A quarta foi orquestrada, principalmente, pelo Coletivo Juntos, da corrente MES/PSOL. Esse coletivo, com o qual a UJC “divide” a gestão do DCE UFRGS, relutou até se tornar inevitável a palavra de ordem da destituição, a qual os comunistas defenderam desde o início da intervenção. Sob o argumento de que “não havia correlação de forças” – que contrasta com a luta que o próprio MES trava pelo impeachment de Bolsonaro (para o qual, obviamente, também “não há correlação de forças”) -, o Coletivo desconsidera as primeiras manifestações contra a intervenção que mobilizaram centenas da comunidade acadêmica, em um período que sequer havia consenso sobre a viabilidade de atos de rua (setembro de 2020), e também menospreza o próprio poder de influência e direção do DCE para incidir sobre a correlação de forças. Em vez de defender a destituição e deslegitimar a intervenção, após “abaixar a poeira” dos primeiros dias, optou por sentar à mesa com os interventores para negociar, “aproveitando” sua fragilidade naquele momento para garantir alguns ganhos pontuais. Explorar as fragilidades do adversário é um princípio básico da tática, porém, fazê-lo pela via da negociação palaciana, desacompanhado de uma ferrenha campanha de deslegitimação da intervenção, da reivindicação de sua destituição e da denúncia de seu caráter de classe (e na contramão disso, advogou contra uma posicionamento público do DCE pela destituição até o último momento), é um dos princípios da tática oportunista da social-democracia. 

Feitas essas quatro notas, prossigamos para os próximos passos da luta contra a intervenção.

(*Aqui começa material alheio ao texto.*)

// SPDX-License-Identifier: BUSL-1.1
// Copyright (c) 2026 Alfred Jean LLC

//! ID generation abstractions

/// Maximum byte length for an inline ID.
///
/// All generated IDs are exactly 23 bytes (4-char prefix + 19-char nanoid).
/// `from_string` accepts shorter IDs but debug-asserts they fit.
pub const ID_MAX_LEN: usize = 23;

/// Returns a string slice truncated to at most `n` characters.
pub fn short(s: &str, n: usize) -> &str {
    if s.len() <= n {
        s
    } else {
        &s[..n]
    }
}

/// Fixed-size inline ID buffer. Always ≤ 23 ASCII bytes, `Copy`.
#[derive(Clone, Copy, PartialEq, Eq)]
pub struct IdBuf {
    len: u8,
    buf: [u8; ID_MAX_LEN],
}

impl std::hash::Hash for IdBuf {
    fn hash<H: std::hash::Hasher>(&self, state: &mut H) {
        // Hash only the active bytes so it matches str::hash,
        // which is required for Borrow<str> HashMap lookups.
        self.as_str().hash(state);
    }
}

impl IdBuf {
    pub const fn empty() -> Self {
        Self { len: 0, buf: [0; ID_MAX_LEN] }
    }

    pub fn new(s: &str) -> Self {
        debug_assert!(
            s.len() <= ID_MAX_LEN,
            "ID exceeds {} bytes ({} bytes): {:?}",
            ID_MAX_LEN,
            s.len(),
            s,
        );
        let len = s.len().min(ID_MAX_LEN);
        let mut buf = [0u8; ID_MAX_LEN];
        buf[..len].copy_from_slice(&s.as_bytes()[..len]);
        Self { len: len as u8, buf }
    }

    pub fn as_str(&self) -> &str {
        // Invariant: only constructed from &str, always valid UTF-8.
        match std::str::from_utf8(&self.buf[..self.len as usize]) {
            Ok(s) => s,
            Err(_) => unreachable!("IdBuf constructed from non-UTF-8"),
        }
    }

    pub fn is_empty(&self) -> bool {
        self.len == 0
    }
}

impl std::borrow::Borrow<str> for IdBuf {
    fn borrow(&self) -> &str {
        self.as_str()
    }
}

impl std::fmt::Debug for IdBuf {
    fn fmt(&self, f: &mut std::fmt::Formatter<'_>) -> std::fmt::Result {
        write!(f, "{:?}", self.as_str())
    }
}

impl std::fmt::Display for IdBuf {
    fn fmt(&self, f: &mut std::fmt::Formatter<'_>) -> std::fmt::Result {
        write!(f, "{}", self.as_str())
    }
}

impl serde::Serialize for IdBuf {
    fn serialize<S>(&self, serializer: S) -> Result<S::Ok, S::Error>
    where
        S: serde::Serializer,
    {
        serializer.serialize_str(self.as_str())
    }
}

impl<'de> serde::Deserialize<'de> for IdBuf {
    fn deserialize<D>(deserializer: D) -> Result<Self, D::Error>
    where
        D: serde::Deserializer<'de>,
    {
        struct IdVisitor;

        impl serde::de::Visitor<'_> for IdVisitor {
            type Value = IdBuf;

            fn expecting(&self, f: &mut std::fmt::Formatter<'_>) -> std::fmt::Result {
                write!(f, "an ID string of at most {ID_MAX_LEN} bytes")
            }

            fn visit_str<E: serde::de::Error>(self, s: &str) -> Result<IdBuf, E> {
                if s.len() > ID_MAX_LEN {
                    return Err(E::custom(format!("ID exceeds {ID_MAX_LEN} bytes: {s:?}")));
                }
                Ok(IdBuf::new(s))
            }
        }

        deserializer.deserialize_str(IdVisitor)
    }
}

/// Define a newtype ID wrapper around [`IdBuf`] with a type prefix.
///
/// Generates `new()` for random ID generation, `from_string()` for parsing,
/// `as_str()`, `suffix()`, `short()`, `Display`, `From<String>`, `From<&str>`,
/// `PartialEq<str>`, `PartialEq<&str>`, `Borrow<str>`, and `Deref` implementations.
///
/// The ID format is `{prefix}{nanoid}` where:
/// - `prefix`: 4 character type indicator (e.g., "ses-", "tsk-")
/// - `nanoid`: 19 character random ID
/// - Total: 23 characters (exactly fits [`IdBuf`] capacity)
///
/// ```ignore
/// define_id! {
///     /// Doc comment for the ID type.
///     pub struct SessionId("ses-");
/// }
/// ```
#[macro_export]
macro_rules! define_id {
    (
        $(#[$meta:meta])*
        pub struct $name:ident($prefix:literal);
    ) => {
        $(#[$meta])*
        #[derive(Debug, Clone, Copy, PartialEq, Eq, Hash, serde::Serialize, serde::Deserialize)]
        #[serde(transparent)]
        pub struct $name(pub $crate::id::IdBuf);

        impl $name {
            pub const PREFIX: &'static str = $prefix;

            /// Generate a new random ID with the type prefix
            pub fn new() -> Self {
                Self($crate::id::IdBuf::new(&format!(
                    "{}{}",
                    Self::PREFIX,
                    nanoid::nanoid!(19)
                )))
            }

            /// Create ID from existing string (for parsing/deserialization)
            pub fn from_string(id: impl AsRef<str>) -> Self {
                Self($crate::id::IdBuf::new(id.as_ref()))
            }

            pub fn as_str(&self) -> &str {
                self.0.as_str()
            }

            /// Get the ID suffix (without prefix)
            pub fn suffix(&self) -> &str {
                self.0.as_str().strip_prefix(Self::PREFIX).unwrap_or(self.0.as_str())
            }

            /// Returns a string slice of the suffix truncated to at most `n` characters.
            pub fn short(&self, n: usize) -> &str {
                let suffix = self.suffix();
                let end = std::cmp::min(n, suffix.len());
                &suffix[..end]
            }

            /// Returns true if the ID is an empty string.
            pub fn is_empty(&self) -> bool {
                self.0.is_empty()
            }
        }

        impl Default for $name {
            fn default() -> Self {
                Self::new()
            }
        }

        impl std::fmt::Display for $name {
            fn fmt(&self, f: &mut std::fmt::Formatter<'_>) -> std::fmt::Result {
                write!(f, "{}", self.0.as_str())
            }
        }

        impl From<&str> for $name {
            fn from(s: &str) -> Self {
                Self::from_string(s)
            }
        }

        impl From<String> for $name {
            fn from(s: String) -> Self {
                Self::from_string(s)
            }
        }

        impl From<&String> for $name {
            fn from(s: &String) -> Self {
                Self::from_string(s)
            }
        }

        impl AsRef<str> for $name {
            fn as_ref(&self) -> &str {
                self.0.as_str()
            }
        }

        impl PartialEq<str> for $name {
            fn eq(&self, other: &str) -> bool {
                self.0.as_str() == other
            }
        }

        impl PartialEq<&str> for $name {
            fn eq(&self, other: &&str) -> bool {
                self.0.as_str() == *other
            }
        }

        impl std::borrow::Borrow<str> for $name {
            fn borrow(&self) -> &str {
                self.0.as_str()
            }
        }

        impl std::ops::Deref for $name {
            type Target = str;

            fn deref(&self) -> &str {
                self.0.as_str()
            }
        }
    };
}

#[cfg(test)]
#[path = "id_tests.rs"]
mod tests;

A destituição depende, assim como a indicação da Reitoria dependeu, de uma decisão do Governo Federal, no Ministério da Educação (MEC) – o que demonstra a fragilidade da autonomia universitária. Agora, a decisão está nas mãos do MEC e de seu ministro “terrivelmente evangélico”, Milton Ribeiro. Sequer precisa de uma análise aprofundada para visualizar a tendência de sua decisão. Depender, portanto, do MEC de Bolsonaro é um erro crasso. Desde o dia 13 de agosto, o Movimento Universitário entrou em um estado de “espera” para ver o que acontecerá – mesmo sabendo qual o óbvio resultado. É preciso sair dessa inércia! 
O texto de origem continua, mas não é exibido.